#### [What the task requires]
Copy each line of the data below in which the word "runtime" can be found.

--- Input ---

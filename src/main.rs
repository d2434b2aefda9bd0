use std::io::{self, Write};
use std::path::Path;
use std::process::ExitCode;
use std::sync::Arc;
use std::sync::mpsc::{Receiver, RecvTimeoutError};
use std::time::{Duration, Instant};

use anyhow::{Context, Result};
use clap::Parser;
use tracing_subscriber::EnvFilter;

use reviewsense::SentimentError;
use reviewsense::classifiers::SgdConfig;
use reviewsense::config::DataPaths;
use reviewsense::service::SentimentService;
use reviewsense::tasks::{BatchSnapshot, run_setup, update_model};
use reviewsense::ui::cli::args::{Cli, Command, ServeArgs, UpdateArgs};
use reviewsense::vectorizer::VectorizerConfig;

const RESET: &str = "\x1b[0m";
const BOLD: &str = "\x1b[1m";
const DIM: &str = "\x1b[2m";
const FG_CYAN: &str = "\x1b[36m";
const FG_GREEN: &str = "\x1b[32m";
const FG_MAGENTA: &str = "\x1b[35m";
const FG_RED: &str = "\x1b[31m";
const FG_GREY: &str = "\x1b[90m";

fn main() -> Result<ExitCode> {
    let cli = Cli::parse();

    let filter = EnvFilter::try_new(&cli.log_level)
        .with_context(|| format!("invalid log filter '{}'", cli.log_level))?;
    tracing_subscriber::fmt()
        .with_env_filter(filter)
        .with_writer(io::stderr)
        .init();

    let paths = cli.paths();
    match cli.command {
        Command::Setup => setup(&paths),
        Command::Update(args) => update(&paths, &args),
        Command::Serve(args) => serve(&paths, &args),
    }
}

fn setup(paths: &DataPaths) -> Result<ExitCode> {
    let report = run_setup(paths, VectorizerConfig::default(), SgdConfig::default())
        .context("setup failed")?;

    println!("{BOLD}{FG_CYAN}▶ Setup complete{RESET}");
    println!(
        "  {DIM}stopwords{RESET}  {} words  {FG_GREY}{}{RESET}",
        report.stopwords,
        report.stopwords_path.display()
    );
    println!(
        "  {DIM}classifier{RESET} {} bootstrap reviews  {FG_GREY}{}{RESET}",
        report.bootstrap_samples,
        report.model_path.display()
    );
    println!(
        "  {DIM}review log{RESET} empty  {FG_GREY}{}{RESET}",
        report.database_path.display()
    );
    Ok(ExitCode::SUCCESS)
}

fn update(paths: &DataPaths, args: &UpdateArgs) -> Result<ExitCode> {
    let header: Vec<String> = vec![
        format!("{BOLD}{FG_CYAN}▶ Batch Update{RESET}"),
        format!(
            "{DIM}batch_size={}{RESET}  {DIM}log={}{RESET}  {}",
            args.batch_size,
            paths.database().display(),
            timestamp_now()
        ),
        format!(
            "{FG_GREY}────────────────────────────────────────────────────────────────────────{RESET}"
        ),
    ];

    let (tx, rx) = std::sync::mpsc::channel();
    let render = std::thread::spawn(move || render_batches_with_header(rx, header, 150));

    let outcome = update_model(paths, args.batch_size, Some(tx));
    let _ = render.join();

    match outcome {
        Ok(report) if report.is_empty() => {
            println!("{DIM}Review log is empty, model left as it was.{RESET}");
            Ok(ExitCode::SUCCESS)
        }
        Ok(report) => {
            println!(
                "{FG_GREEN}{BOLD}✔ Model updated{RESET} with {} reviews in {} batches ({:.3}s CPU)",
                report.rows, report.batches, report.seconds
            );
            Ok(ExitCode::SUCCESS)
        }
        Err(SentimentError::MissingFile { path }) => {
            eprintln!("{FG_RED}{BOLD}CRITICAL ERROR: required data file missing.{RESET}");
            for line in missing_file_report(paths, &path) {
                eprintln!("{line}");
            }
            eprintln!("{DIM}Run `reviewsense setup` first.{RESET}");
            Ok(ExitCode::FAILURE)
        }
        Err(e) => Err(e).context("batch update failed"),
    }
}

fn missing_file_report(paths: &DataPaths, missing: &Path) -> Vec<String> {
    vec![
        format!("  missing:   {}", missing.display()),
        format!("  database:  {}", paths.database().display()),
        format!("  model:     {}", paths.classifier().display()),
        format!("  stopwords: {}", paths.stopwords().display()),
    ]
}

fn serve(paths: &DataPaths, args: &ServeArgs) -> Result<ExitCode> {
    let config = args.server_config();
    let service = SentimentService::open(paths, config.persist_feedback)
        .with_context(|| format!("failed to load model from {}", paths.data_dir().display()))?;

    let runtime = tokio::runtime::Builder::new_multi_thread()
        .enable_all()
        .build()
        .context("failed to start the async runtime")?;
    runtime
        .block_on(reviewsense::web::serve(config, Arc::new(service)))
        .context("server failed")?;
    Ok(ExitCode::SUCCESS)
}

/// Print header once, then one line per finished batch.
fn render_batches_with_header(
    rx: Receiver<BatchSnapshot>,
    header_lines: Vec<String>,
    repaint_every_ms: u64,
) {
    for line in &header_lines {
        println!("{line}");
    }
    let _ = io::stdout().flush();

    let tick = Duration::from_millis(repaint_every_ms);
    let mut last_draw = Instant::now();
    let mut pending: Vec<BatchSnapshot> = Vec::new();

    loop {
        match rx.recv_timeout(tick) {
            Ok(s) => pending.push(s),
            Err(RecvTimeoutError::Timeout) => {}
            Err(RecvTimeoutError::Disconnected) => {
                for s in pending.drain(..) {
                    println!("{}", format_batch(&s));
                }
                let _ = io::stdout().flush();
                break;
            }
        }

        if last_draw.elapsed() >= tick {
            for s in pending.drain(..) {
                println!("{}", format_batch(&s));
            }
            let _ = io::stdout().flush();
            last_draw = Instant::now();
        }
    }
}

fn format_batch(s: &BatchSnapshot) -> String {
    let loss = if s.mean_loss.is_nan() {
        format!("{DIM}NaN{RESET}")
    } else {
        format!("{:>10.6}", s.mean_loss)
    };
    format!(
        "{FG_GREEN}{BOLD}batch{RESET} {:>6}  \
         {FG_CYAN}{BOLD}size{RESET} {:>7}  \
         {FG_MAGENTA}{BOLD}seen{RESET} {:>9}  \
         {DIM}loss{RESET} {}  \
         {DIM}t{RESET} {:>9.6}s",
        s.batch, s.batch_size, s.rows_seen, loss, s.seconds
    )
}

fn timestamp_now() -> String {
    use chrono::{Local, SecondsFormat};
    let now = Local::now();
    format!(
        "{DIM}{}{}",
        now.to_rfc3339_opts(SecondsFormat::Secs, true),
        RESET
    )
}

---

#### [Solution below]
    let runtime = tokio::runtime::Builder::new_multi_thread()
        .context("failed to start the async runtime")?;
    runtime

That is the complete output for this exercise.